• THE TASK: Each line below from the one containing "for single-point domains)." through the one containing "(1..=steps)" is to be given again exactly, and no line outside that span.

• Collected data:
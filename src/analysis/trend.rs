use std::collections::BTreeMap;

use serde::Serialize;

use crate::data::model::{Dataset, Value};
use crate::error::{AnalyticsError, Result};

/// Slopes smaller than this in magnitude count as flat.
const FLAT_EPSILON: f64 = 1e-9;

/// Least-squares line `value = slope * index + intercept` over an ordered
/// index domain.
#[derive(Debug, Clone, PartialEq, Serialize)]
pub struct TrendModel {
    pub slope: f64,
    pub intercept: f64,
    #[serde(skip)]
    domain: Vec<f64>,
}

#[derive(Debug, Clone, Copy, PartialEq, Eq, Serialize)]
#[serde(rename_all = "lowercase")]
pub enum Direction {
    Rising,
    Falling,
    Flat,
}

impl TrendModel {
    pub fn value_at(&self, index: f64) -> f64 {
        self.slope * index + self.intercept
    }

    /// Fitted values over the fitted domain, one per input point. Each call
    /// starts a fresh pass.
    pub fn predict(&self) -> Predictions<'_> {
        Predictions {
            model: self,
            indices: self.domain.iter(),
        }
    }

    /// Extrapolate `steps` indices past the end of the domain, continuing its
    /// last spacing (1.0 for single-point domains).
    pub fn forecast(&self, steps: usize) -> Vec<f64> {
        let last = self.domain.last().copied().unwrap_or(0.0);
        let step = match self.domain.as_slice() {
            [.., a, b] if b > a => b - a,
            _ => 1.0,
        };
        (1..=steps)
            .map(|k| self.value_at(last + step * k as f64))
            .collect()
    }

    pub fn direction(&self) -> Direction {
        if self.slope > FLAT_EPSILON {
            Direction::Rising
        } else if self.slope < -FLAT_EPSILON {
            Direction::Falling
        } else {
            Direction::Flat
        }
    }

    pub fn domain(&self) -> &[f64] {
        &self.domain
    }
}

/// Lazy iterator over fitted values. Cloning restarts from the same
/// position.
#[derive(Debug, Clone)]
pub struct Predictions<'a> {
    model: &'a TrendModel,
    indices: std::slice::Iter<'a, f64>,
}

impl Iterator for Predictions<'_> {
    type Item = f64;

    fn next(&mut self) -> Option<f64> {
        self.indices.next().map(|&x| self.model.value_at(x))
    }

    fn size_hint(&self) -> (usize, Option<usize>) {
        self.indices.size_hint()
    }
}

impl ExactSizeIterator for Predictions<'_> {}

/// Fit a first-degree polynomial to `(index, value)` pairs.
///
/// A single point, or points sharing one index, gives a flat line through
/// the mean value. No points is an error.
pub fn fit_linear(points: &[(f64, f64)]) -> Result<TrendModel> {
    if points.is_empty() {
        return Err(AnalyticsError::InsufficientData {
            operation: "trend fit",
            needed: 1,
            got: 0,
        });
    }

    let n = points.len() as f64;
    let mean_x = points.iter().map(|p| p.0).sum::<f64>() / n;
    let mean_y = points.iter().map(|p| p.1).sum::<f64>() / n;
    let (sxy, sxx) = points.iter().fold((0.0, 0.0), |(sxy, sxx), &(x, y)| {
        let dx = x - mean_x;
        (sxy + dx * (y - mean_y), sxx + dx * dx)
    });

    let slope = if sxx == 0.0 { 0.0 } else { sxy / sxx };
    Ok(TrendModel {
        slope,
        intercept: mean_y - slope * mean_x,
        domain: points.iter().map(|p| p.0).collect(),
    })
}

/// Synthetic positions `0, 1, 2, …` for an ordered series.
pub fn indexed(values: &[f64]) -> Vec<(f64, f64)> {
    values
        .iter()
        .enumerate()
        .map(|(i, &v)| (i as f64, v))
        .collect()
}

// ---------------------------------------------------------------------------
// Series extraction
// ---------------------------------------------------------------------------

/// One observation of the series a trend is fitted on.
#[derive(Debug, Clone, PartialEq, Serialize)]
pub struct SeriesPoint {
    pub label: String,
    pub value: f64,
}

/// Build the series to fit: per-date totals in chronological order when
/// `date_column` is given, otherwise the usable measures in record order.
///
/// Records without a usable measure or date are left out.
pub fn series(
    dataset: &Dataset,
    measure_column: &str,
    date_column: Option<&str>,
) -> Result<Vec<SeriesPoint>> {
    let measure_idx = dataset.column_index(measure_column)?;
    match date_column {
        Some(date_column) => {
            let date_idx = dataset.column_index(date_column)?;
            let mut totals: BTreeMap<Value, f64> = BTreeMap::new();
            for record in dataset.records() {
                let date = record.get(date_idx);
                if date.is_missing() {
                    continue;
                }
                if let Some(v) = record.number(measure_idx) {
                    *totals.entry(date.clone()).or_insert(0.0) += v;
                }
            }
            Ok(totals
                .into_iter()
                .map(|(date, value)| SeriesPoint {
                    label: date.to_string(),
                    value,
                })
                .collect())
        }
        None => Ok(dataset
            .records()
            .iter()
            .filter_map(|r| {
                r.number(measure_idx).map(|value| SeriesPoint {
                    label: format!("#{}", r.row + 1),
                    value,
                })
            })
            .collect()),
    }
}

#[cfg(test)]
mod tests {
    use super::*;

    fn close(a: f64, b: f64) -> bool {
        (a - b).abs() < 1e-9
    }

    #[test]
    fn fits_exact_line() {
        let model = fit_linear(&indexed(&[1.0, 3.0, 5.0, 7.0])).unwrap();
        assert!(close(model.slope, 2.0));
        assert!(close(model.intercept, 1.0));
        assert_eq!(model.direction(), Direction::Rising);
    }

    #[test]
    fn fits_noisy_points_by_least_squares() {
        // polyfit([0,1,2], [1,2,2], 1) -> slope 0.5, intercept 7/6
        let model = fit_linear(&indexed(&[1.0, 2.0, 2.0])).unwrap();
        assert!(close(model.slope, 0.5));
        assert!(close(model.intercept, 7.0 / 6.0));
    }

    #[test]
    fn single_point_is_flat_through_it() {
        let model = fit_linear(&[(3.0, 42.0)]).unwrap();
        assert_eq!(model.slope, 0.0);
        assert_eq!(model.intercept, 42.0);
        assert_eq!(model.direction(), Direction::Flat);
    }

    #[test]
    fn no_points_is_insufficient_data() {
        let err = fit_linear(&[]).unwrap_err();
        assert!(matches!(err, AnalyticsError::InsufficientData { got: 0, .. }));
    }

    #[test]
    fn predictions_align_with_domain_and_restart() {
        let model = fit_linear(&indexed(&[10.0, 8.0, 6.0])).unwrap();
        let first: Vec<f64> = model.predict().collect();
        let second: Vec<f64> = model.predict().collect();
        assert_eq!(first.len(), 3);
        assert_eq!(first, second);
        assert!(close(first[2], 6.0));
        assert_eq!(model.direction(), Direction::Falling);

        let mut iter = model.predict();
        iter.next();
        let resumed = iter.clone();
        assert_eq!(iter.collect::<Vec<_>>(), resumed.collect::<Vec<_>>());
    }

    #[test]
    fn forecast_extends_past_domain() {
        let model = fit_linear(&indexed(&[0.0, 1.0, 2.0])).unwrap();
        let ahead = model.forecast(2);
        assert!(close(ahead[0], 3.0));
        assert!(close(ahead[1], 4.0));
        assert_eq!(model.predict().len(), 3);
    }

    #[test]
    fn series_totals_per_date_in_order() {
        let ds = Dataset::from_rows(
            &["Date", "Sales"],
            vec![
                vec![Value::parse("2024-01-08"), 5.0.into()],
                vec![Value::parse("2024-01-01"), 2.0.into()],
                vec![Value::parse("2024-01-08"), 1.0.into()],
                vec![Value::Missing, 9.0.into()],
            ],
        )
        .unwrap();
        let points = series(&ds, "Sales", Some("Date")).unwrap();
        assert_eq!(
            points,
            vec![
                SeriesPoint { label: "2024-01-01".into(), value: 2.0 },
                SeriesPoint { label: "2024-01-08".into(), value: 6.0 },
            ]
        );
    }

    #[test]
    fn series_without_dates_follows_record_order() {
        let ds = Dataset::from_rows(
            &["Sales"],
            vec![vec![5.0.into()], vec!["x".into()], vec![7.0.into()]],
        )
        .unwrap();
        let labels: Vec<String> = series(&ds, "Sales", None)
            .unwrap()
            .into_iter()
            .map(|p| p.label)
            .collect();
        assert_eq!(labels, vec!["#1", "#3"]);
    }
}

• SOLUTION TO THIS EXERCISE:
    /// last spacing (1.0 for single-point domains).
    pub fn forecast(&self, steps: usize) -> Vec<f64> {
        let last = self.domain.last().copied().unwrap_or(0.0);
        let step = match self.domain.as_slice() {
            [.., a, b] if b > a => b - a,
            _ => 1.0,
        };
        (1..=steps)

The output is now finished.